[PROVIDED INFORMATION — start]
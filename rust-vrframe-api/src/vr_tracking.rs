use crate::VRPose;

/// Number of eyes a tracking snapshot and a projection layer carry.
pub const EYE_COUNT: usize = 2;

#[derive(Debug, Clone, Copy, PartialEq, Eq)]
#[cfg_attr(feature = "serde-serialization", derive(Deserialize, Serialize))]
pub enum VREye {
    Left = 0,
    Right = 1,
}

impl VREye {
    pub fn all() -> [VREye; EYE_COUNT] {
        [VREye::Left, VREye::Right]
    }

    pub fn index(self) -> usize {
        self as usize
    }
}

bitflags! {
    #[derive(Default)]
    #[cfg_attr(feature = "serde-serialization", derive(Deserialize, Serialize))]
    pub struct VRTrackingStatus: u32 {
        const ORIENTATION_TRACKED = 1 << 0;
        const POSITION_TRACKED    = 1 << 1;
        const HMD_CONNECTED       = 1 << 7;
    }
}

// Row-major matrices, M[row * 4 + col].
#[derive(Debug, Clone, Copy, PartialEq)]
#[cfg_attr(feature = "serde-serialization", derive(Deserialize, Serialize))]
pub struct VREyeMatrices {
    pub projection_matrix: [f32; 16],
    pub view_matrix: [f32; 16],
}

impl Default for VREyeMatrices {
    fn default() -> VREyeMatrices {
        VREyeMatrices {
            projection_matrix: identity_matrix!(),
            view_matrix: identity_matrix!(),
        }
    }
}

// Everything needed to render one frame for a predicted display time.
// Produced by the compositor, read-only for the rest of the frame.
#[derive(Debug, Clone, Copy, PartialEq, Default)]
#[cfg_attr(feature = "serde-serialization", derive(Deserialize, Serialize))]
pub struct VRTracking {
    pub status: VRTrackingStatus,

    // Predicted head pose (center eye).
    pub head_pose: VRPose,

    pub eyes: [VREyeMatrices; EYE_COUNT],
}

impl VRTracking {
    pub fn eye(&self, eye: VREye) -> &VREyeMatrices {
        &self.eyes[eye.index()]
    }

    pub fn is_hmd_connected(&self) -> bool {
        self.status.contains(VRTrackingStatus::HMD_CONNECTED)
    }
}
[PROVIDED INFORMATION — finish]
#### WHAT YOU WILL DO:
Type the entries out again so that they match exactly.

#### WRITTEN RESPONSE:
filename rust-vrframe-api/src/vr_tracking.rs
use crate::VRPose;

/// Number of eyes a tracking snapshot and a projection layer carry.
pub const EYE_COUNT: usize = 2;

#[derive(Debug, Clone, Copy, PartialEq, Eq)]
#[cfg_attr(feature = "serde-serialization", derive(Deserialize, Serialize))]
pub enum VREye {
    Left = 0,
    Right = 1,
}

impl VREye {
    pub fn all() -> [VREye; EYE_COUNT] {
        [VREye::Left, VREye::Right]
    }

    pub fn index(self) -> usize {
        self as usize
    }
}

bitflags! {
    #[derive(Default)]
    #[cfg_attr(feature = "serde-serialization", derive(Deserialize, Serialize))]
    pub struct VRTrackingStatus: u32 {
        const ORIENTATION_TRACKED = 1 << 0;
        const POSITION_TRACKED    = 1 << 1;
        const HMD_CONNECTED       = 1 << 7;
    }
}

// Row-major matrices, M[row * 4 + col].
#[derive(Debug, Clone, Copy, PartialEq)]
#[cfg_attr(feature = "serde-serialization", derive(Deserialize, Serialize))]
pub struct VREyeMatrices {
    pub projection_matrix: [f32; 16],
    pub view_matrix: [f32; 16],
}

impl Default for VREyeMatrices {
    fn default() -> VREyeMatrices {
        VREyeMatrices {
            projection_matrix: identity_matrix!(),
            view_matrix: identity_matrix!(),
        }
    }
}

// Everything needed to render one frame for a predicted display time.
// Produced by the compositor, read-only for the rest of the frame.
#[derive(Debug, Clone, Copy, PartialEq, Default)]
#[cfg_attr(feature = "serde-serialization", derive(Deserialize, Serialize))]
pub struct VRTracking {
    pub status: VRTrackingStatus,

    // Predicted head pose (center eye).
    pub head_pose: VRPose,

    pub eyes: [VREyeMatrices; EYE_COUNT],
}

impl VRTracking {
    pub fn eye(&self, eye: VREye) -> &VREyeMatrices {
        &self.eyes[eye.index()]
    }

    pub fn is_hmd_connected(&self) -> bool {
        self.status.contains(VRTrackingStatus::HMD_CONNECTED)
    }
}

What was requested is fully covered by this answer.